For another example, Google tracks the searches and site visits of users that are logged into Google while they surf. Users can view statistics on their surfing habits and receive recommendations from Google for searches, web pages, videos, and gadgets the user might like based on the user's searches.
What's Next?
So if Google and TiVo can utilize a combination of factors to pinpoint content that would be appropriate for a user's general searching or entertainment needs, how do we harness those algorithms to extend the widely available Web 2.0 tools so they are more effective in the classroom or in business environments? Setting up a closed system is an option, but as mentioned above, a more open system should encourage more participation. With several of the tools such as wikis and blogs designed for teamwork and collaboration, it seems that the most useful collaborative filters would be those that perform well with newly created, unrated content that is identified by RSS feeds and then quickly react to the actions of users.

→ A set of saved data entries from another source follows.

pub mod audit;
pub mod auth;
pub mod config;
pub mod database;
pub mod error;
pub mod export;
pub mod geo;
pub mod meteo;
pub mod routes;
pub mod state;

pub use error::ApiError;
pub use state::AppState;
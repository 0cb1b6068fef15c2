use axum::extract::{Path, State};
use axum::Json;
use serde_json::{json, Value};

use crate::database::queries::Queries;
use crate::error::ApiError;
use crate::state::AppState;

pub async fn liste(State(state): State<AppState>) -> Result<Json<Value>, ApiError> {
    let communes = Queries::list_communes(state.db.pool()).await?;
    Ok(Json(json!({ "success": true, "data": communes })))
}

pub async fn detail(
    State(state): State<AppState>,
    Path(id): Path<i32>,
) -> Result<Json<Value>, ApiError> {
    let commune = Queries::get_commune(state.db.pool(), id)
        .await?
        .ok_or_else(|| ApiError::Introuvable("Commune introuvable".to_string()))?;
    Ok(Json(json!({ "success": true, "data": commune })))
}

pub async fn types_ressources(State(state): State<AppState>) -> Result<Json<Value>, ApiError> {
    let types = Queries::list_types(state.db.pool()).await?;
    Ok(Json(json!({ "success": true, "data": types })))
}
use axum::extract::{Query, State};
use axum::Json;
use serde_json::{json, Value};

use crate::audit::AuditAction;
use crate::auth::{AuthUser, Capacite};
use crate::database::queries::{AuditFiltre, Queries};
use crate::error::ApiError;
use crate::state::AppState;

pub async fn audit_logs(
    State(state): State<AppState>,
    auth: AuthUser,
    Query(filtre): Query<AuditFiltre>,
) -> Result<Json<Value>, ApiError> {
    auth.exiger(Capacite::ConsulterAudit)?;

    if let Some(action) = &filtre.action {
        action
            .parse::<AuditAction>()
            .map_err(ApiError::Validation)?;
    }

    let entrees = Queries::list_audit_logs(state.db.pool(), &filtre).await?;
    Ok(Json(json!({
        "success": true,
        "data": entrees,
        "total": entrees.len(),
    })))
}

pub async fn security_report(
    State(state): State<AppState>,
    auth: AuthUser,
) -> Result<Json<Value>, ApiError> {
    auth.exiger(Capacite::ConsulterAudit)?;
    let pool = state.db.pool();

    let par_action = Queries::compte_audit_par_action(pool).await?;
    let connexions_echouees = Queries::compte_connexions_echouees(pool).await?;
    let top_utilisateurs = Queries::compte_audit_par_utilisateur(pool).await?;
    let dernieres_mutations = Queries::dernieres_mutations(pool, 20).await?;

    Ok(Json(json!({
        "success": true,
        "data": {
            "genere_le": chrono::Utc::now(),
            "par_action": par_action,
            "connexions_echouees": connexions_echouees,
            "top_utilisateurs": top_utilisateurs,
            "dernieres_mutations": dernieres_mutations,
        }
    })))
}
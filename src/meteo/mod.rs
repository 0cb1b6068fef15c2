pub mod cache;

use chrono::{DateTime, Utc};
use serde::{Deserialize, Serialize};
use std::sync::Arc;
use std::time::Duration;
use tracing::debug;

use crate::database::models::Commune;
use crate::error::ApiError;
use cache::TtlCache;

#[derive(Debug, Clone, Serialize)]
pub struct MeteoActuelle {
    pub commune: String,
    pub temperature_c: Option<f64>,
    pub vent_kmh: Option<f64>,
    pub code_meteo: Option<i32>,
    pub source: String,
    pub observe_a: DateTime<Utc>,
}

impl MeteoActuelle {
    /// Placeholder served when Open-Meteo cannot be reached.
    pub fn indisponible(commune: &str) -> Self {
        MeteoActuelle {
            commune: commune.to_string(),
            temperature_c: None,
            vent_kmh: None,
            code_meteo: None,
            source: "indisponible".to_string(),
            observe_a: Utc::now(),
        }
    }
}

#[derive(Debug, Deserialize)]
struct ReponseOpenMeteo {
    current_weather: CourantOpenMeteo,
}

#[derive(Debug, Deserialize)]
struct CourantOpenMeteo {
    temperature: f64,
    windspeed: f64,
    weathercode: i32,
}

#[derive(Clone)]
pub struct MeteoService {
    client: reqwest::Client,
    base_url: String,
    cache: Arc<TtlCache<MeteoActuelle>>,
}

impl MeteoService {
    pub fn new(base_url: String, ttl: Duration) -> Self {
        MeteoService {
            client: reqwest::Client::new(),
            base_url,
            cache: Arc::new(TtlCache::new(ttl)),
        }
    }

    pub fn avec_cache(base_url: String, cache: Arc<TtlCache<MeteoActuelle>>) -> Self {
        MeteoService {
            client: reqwest::Client::new(),
            base_url,
            cache,
        }
    }

    pub async fn actuelle(&self, commune: &Commune) -> Result<MeteoActuelle, ApiError> {
        if let Some(en_cache) = self.cache.obtenir(&commune.nom) {
            debug!("Météo servie depuis le cache pour {}", commune.nom);
            return Ok(en_cache);
        }

        let url = format!(
            "{}/v1/forecast?latitude={}&longitude={}&current_weather=true",
            self.base_url, commune.latitude, commune.longitude
        );

        let reponse = self
            .client
            .get(&url)
            .send()
            .await?
            .error_for_status()
            .map_err(|e| ApiError::ServiceExterne(format!("Open-Meteo: {}", e)))?;

        let corps: ReponseOpenMeteo = reponse
            .json()
            .await
            .map_err(|e| ApiError::ServiceExterne(format!("réponse Open-Meteo illisible: {}", e)))?;

        let meteo = MeteoActuelle {
            commune: commune.nom.clone(),
            temperature_c: Some(corps.current_weather.temperature),
            vent_kmh: Some(corps.current_weather.windspeed),
            code_meteo: Some(corps.current_weather.weathercode),
            source: "open-meteo".to_string(),
            observe_a: Utc::now(),
        };

        self.cache.inserer(commune.nom.clone(), meteo.clone());
        Ok(meteo)
    }
}
//! Bulk UPDATE generation.
//!
//! One UPDATE per row: SET over the row's non-key properties, WHERE over the
//! full primary key. The discriminator column is never assignable; a row's
//! type is fixed at insert time.

use log::debug;

use crate::mapping::EntityMapping;

use super::common::{check_row_properties, property_index, GeneratorOptions, SqlStatement, ValueSink};
use super::errors::SqlGeneratorError;
use super::value::Row;

/// Generate one update statement per row against `mapping`.
///
/// Every row must carry a value for each primary-key column and at least
/// one non-key property to assign.
pub fn bulk_update(
    mapping: &EntityMapping,
    rows: &[Row],
    opts: &GeneratorOptions,
) -> Result<Vec<SqlStatement>, SqlGeneratorError> {
    opts.validate()?;
    if rows.is_empty() {
        return Err(SqlGeneratorError::EmptyRows);
    }

    let keys: Vec<_> = mapping
        .data_properties()
        .filter(|p| p.is_primary_key)
        .collect();
    if keys.is_empty() {
        return Err(SqlGeneratorError::MissingPrimaryKey {
            entity: mapping.entity_name.clone(),
        });
    }

    let index = property_index(mapping);
    let table = opts
        .dialect
        .qualified_table(mapping.schema.as_deref(), &mapping.table_name);

    let mut statements = Vec::with_capacity(rows.len());
    for (row_number, row) in rows.iter().enumerate() {
        check_row_properties(mapping, &index, row, row_number)?;
        let mut sink = ValueSink::new(opts);

        // SET: mapping order, restricted to non-key properties the row sets
        let mut assignments = Vec::new();
        for property in mapping.data_properties().filter(|p| !p.is_primary_key) {
            let name = property.property_name.as_deref().unwrap_or_default();
            if let Some(value) = row.values.get(name) {
                assignments.push(format!(
                    "{} = {}",
                    opts.dialect.quote_identifier(&property.column_name),
                    sink.push(value.clone())
                ));
            }
        }
        if assignments.is_empty() {
            return Err(SqlGeneratorError::NothingToSet { row: row_number });
        }

        let mut predicates = Vec::with_capacity(keys.len());
        for key in &keys {
            let name = key.property_name.as_deref().unwrap_or_default();
            let value =
                row.values
                    .get(name)
                    .ok_or_else(|| SqlGeneratorError::MissingKeyValue {
                        row: row_number,
                        column: key.column_name.clone(),
                    })?;
            predicates.push(format!(
                "{} = {}",
                opts.dialect.quote_identifier(&key.column_name),
                sink.push(value.clone())
            ));
        }

        let sql = format!(
            "UPDATE {} SET {} WHERE {}",
            table,
            assignments.join(", "),
            predicates.join(" AND ")
        );
        statements.push(SqlStatement::new(sql, sink.into_params()));
    }

    debug!(
        "Generated {} update statement(s) against {}",
        statements.len(),
        table
    );
    Ok(statements)
}
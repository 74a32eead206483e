use serde::{Deserialize, Serialize};
use std::collections::HashMap;

use super::errors::EntityModelError;

/// A mapped scalar property of an entity type.
#[derive(Debug, Serialize, Deserialize, Clone, PartialEq)]
pub struct Property {
    /// Property name as declared on the entity
    pub name: String,
    /// Physical column the property maps to
    pub column_name: String,
    /// Whether the column participates in the primary key
    #[serde(default)]
    pub is_primary_key: bool,
    /// Shadow properties are tracked columns with no class member; they are
    /// part of the model but excluded from extracted mappings
    #[serde(default)]
    pub is_shadow: bool,
    /// Optional declared SQL type (informational, not validated)
    #[serde(default, skip_serializing_if = "Option::is_none")]
    pub sql_type: Option<String>,
}

impl Property {
    pub fn new(name: impl Into<String>, column_name: impl Into<String>) -> Self {
        Property {
            name: name.into(),
            column_name: column_name.into(),
            is_primary_key: false,
            is_shadow: false,
            sql_type: None,
        }
    }
}

/// A mapped entity type: table/schema placement, declared properties, and
/// its position in a single-table-inheritance hierarchy.
///
/// Table name, schema, and discriminator column are declared on hierarchy
/// roots only; derived types carry `base_type` and inherit placement through
/// [`Model::root_of`].
#[derive(Debug, Serialize, Deserialize, Clone, PartialEq)]
pub struct EntityType {
    /// Entity type name (unique within the model)
    pub name: String,
    /// Physical table name (roots only)
    #[serde(default, skip_serializing_if = "Option::is_none")]
    pub table_name: Option<String>,
    /// Physical schema, e.g. `public` or `dbo` (roots only)
    #[serde(default, skip_serializing_if = "Option::is_none")]
    pub schema: Option<String>,
    /// Name of the base entity type, if this type is derived
    #[serde(default, skip_serializing_if = "Option::is_none")]
    pub base_type: Option<String>,
    /// Discriminator column for single-table inheritance (roots only)
    #[serde(default, skip_serializing_if = "Option::is_none")]
    pub discriminator_column: Option<String>,
    /// Discriminator value distinguishing this type's rows. Defaults to the
    /// entity name when the hierarchy has a discriminator column.
    #[serde(default, skip_serializing_if = "Option::is_none")]
    pub discriminator_value: Option<String>,
    /// Properties declared directly on this type (not inherited ones)
    pub properties: Vec<Property>,
}

impl EntityType {
    /// Discriminator value for this type, defaulting to the entity name.
    pub fn resolved_discriminator_value(&self) -> &str {
        self.discriminator_value.as_deref().unwrap_or(&self.name)
    }

    /// Look up a declared (non-inherited) property by name.
    pub fn find_property(&self, name: &str) -> Option<&Property> {
        self.properties.iter().find(|p| p.name == name)
    }
}

/// The in-memory entity model: an ordered set of entity types with by-name
/// lookup and hierarchy resolution.
///
/// Declaration order is preserved; hierarchy traversals and extracted
/// mappings follow it so generated SQL has deterministic column order.
#[derive(Debug, Serialize, Clone)]
pub struct Model {
    /// Optional model name (from the manifest)
    #[serde(skip_serializing_if = "Option::is_none")]
    pub name: Option<String>,
    entity_types: Vec<EntityType>,
    #[serde(skip)]
    by_name: HashMap<String, usize>,
}

impl Model {
    /// Build a model from entity types, checking name uniqueness and base
    /// references. Called by the builder and the manifest loader; both have
    /// already applied naming conventions.
    pub(crate) fn from_entity_types(
        name: Option<String>,
        entity_types: Vec<EntityType>,
    ) -> Result<Self, EntityModelError> {
        let mut by_name = HashMap::with_capacity(entity_types.len());
        for (idx, entity) in entity_types.iter().enumerate() {
            if by_name.insert(entity.name.clone(), idx).is_some() {
                return Err(EntityModelError::DuplicateEntity {
                    entity: entity.name.clone(),
                });
            }
        }

        let model = Model {
            name,
            entity_types,
            by_name,
        };
        model.validate_hierarchies()?;
        Ok(model)
    }

    /// Look up an entity type by name.
    pub fn find_entity_type(&self, name: &str) -> Option<&EntityType> {
        self.by_name.get(name).map(|&idx| &self.entity_types[idx])
    }

    /// All entity types in declaration order.
    pub fn entity_types(&self) -> &[EntityType] {
        &self.entity_types
    }

    /// Resolve the hierarchy root of an entity by walking the base chain.
    pub fn root_of(&self, entity: &str) -> Result<&EntityType, EntityModelError> {
        let mut current = self.find_entity_type(entity).ok_or_else(|| {
            EntityModelError::entity_not_found_with_context(
                entity,
                "While resolving the hierarchy root",
            )
        })?;
        // Cycle detection: the chain can never be longer than the model
        let mut hops = 0;
        while let Some(base) = &current.base_type {
            current = self.find_entity_type(base).ok_or_else(|| {
                EntityModelError::UnknownBaseType {
                    entity: current.name.clone(),
                    base: base.clone(),
                }
            })?;
            hops += 1;
            if hops > self.entity_types.len() {
                return Err(EntityModelError::BaseTypeCycle {
                    entity: entity.to_string(),
                });
            }
        }
        Ok(current)
    }

    /// The full hierarchy of an entity: its root followed by every
    /// (transitive) descendant, in model declaration order.
    pub fn hierarchy_of(&self, entity: &str) -> Result<Vec<&EntityType>, EntityModelError> {
        let root = self.root_of(entity)?;
        let mut members = vec![root];
        for other in &self.entity_types {
            if other.name != root.name && self.root_of(&other.name)?.name == root.name {
                members.push(other);
            }
        }
        Ok(members)
    }

    /// Resolved physical table of an entity (the root's, for derived types).
    pub fn table_of(&self, entity: &str) -> Result<&str, EntityModelError> {
        let root = self.root_of(entity)?;
        root.table_name
            .as_deref()
            .ok_or_else(|| EntityModelError::MissingTable {
                entity: root.name.clone(),
            })
    }

    /// Resolved schema of an entity (the root's, for derived types).
    pub fn schema_of(&self, entity: &str) -> Result<Option<&str>, EntityModelError> {
        Ok(self.root_of(entity)?.schema.as_deref())
    }

    /// Structural checks that need the whole model: derived types must not
    /// re-declare table/discriminator, roots must have tables, and column
    /// names must be unique within each hierarchy.
    fn validate_hierarchies(&self) -> Result<(), EntityModelError> {
        // Every base chain must terminate in a root. Walking all entities
        // (not just roots) surfaces unknown bases and cycles even in models
        // with no root at all.
        for entity in &self.entity_types {
            self.root_of(&entity.name)?;
        }

        for entity in &self.entity_types {
            if entity.base_type.is_some() {
                if entity.table_name.is_some() {
                    return Err(EntityModelError::TableOnDerivedType {
                        entity: entity.name.clone(),
                    });
                }
                if entity.discriminator_column.is_some() {
                    return Err(EntityModelError::DiscriminatorOnDerivedType {
                        entity: entity.name.clone(),
                    });
                }
            }
        }

        for root in self.entity_types.iter().filter(|e| e.base_type.is_none()) {
            if root.table_name.is_none() {
                return Err(EntityModelError::MissingTable {
                    entity: root.name.clone(),
                });
            }

            let members = self.hierarchy_of(&root.name)?;
            let mut seen = std::collections::HashSet::new();
            if let Some(disc) = &root.discriminator_column {
                seen.insert(disc.as_str());
            }
            for member in &members {
                for property in &member.properties {
                    if !seen.insert(property.column_name.as_str()) {
                        return Err(EntityModelError::DuplicateColumn {
                            column: property.column_name.clone(),
                            root: root.name.clone(),
                        });
                    }
                }
            }
        }
        Ok(())
    }
}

I'm not really sure how all these pieces ultimately fit together, but I am interested in further study on the topic. As I have been reading about virtual communities and open content lately and using several of these Web 2.0 tools for various projects, I am drawn to the power that is given to the masses to create content and influence politics, education, and many more aspects of our lives that were not open before. Traditional newspapers have new competition. There are free alternatives to the content traditionally provided by textbook publishers.
With my background in business, I believe that a reasonable amount of competition can be a very good thing. Enabling teams to more efficiently communicate with each other prevents duplication of effort and miscommunications within the group, as well as allowing the group to meet synchronously or asynchronously as schedules allow. Collaborative filtering seems to be an important next step in enabling virtual communities to better utilize the resources currently available to them. The tools for generating new content within a well-known context seem to be well developed, but an essential component of successful teamwork is better organization and dissemination of content and culture that already exist in order to maintain order when certain dynamics of the group change.
REFERENCES
Ali, K., & van Stam, W. (2004) TiVo: Making show recommendations using a distributed collaborative filtering architecture. Proceedings of the 2004 ACM conference on Knowledge Discovery and Data mining.
Avery, C. & Zeckhauser, R. (1997). Recommender systems for evaluating computer messages. Communications of the ACM, 40(3).
Burnett, G., Dickey, M.H., Kazmer, M.M. & Chudoba, K.M. (2003) Inscription and interpretation of text: A cultural hermeneutic examination of virtual community. Information Research, 9(4).
de Souza, C. S., & Preece, J. (2004). A framework for analyzing and understanding online communities. Interacting with Computers, 16(3), 579-610.
Doctorow, C. (2001) Metacrap: Putting the torch to seven straw-men of the meta-utopia. Retrieved from http://www.well.com/~doctorow/metacrap.htm.
Google (2009). Google Image Labeler. Retrieved from http://images.google.com/imagelabeler/.
Herlocker, J., Konstan, J., & Riedl, J. (2000). Explaining collaborative filtering recommendations. Proceedings of the 2000 ACM Conference on Computer Supported Cooperative Work.
Walker, A. (2002). An educational recommender system: New territory for collaborative filtering (Doctoral Dissertation, Utah State University).
Walker, J. (2005). Feral hypertext: When hypertext literature escapes control. Proceedings of the 2005 ACM Conference on Hypertext and Hypermedia, 46-53.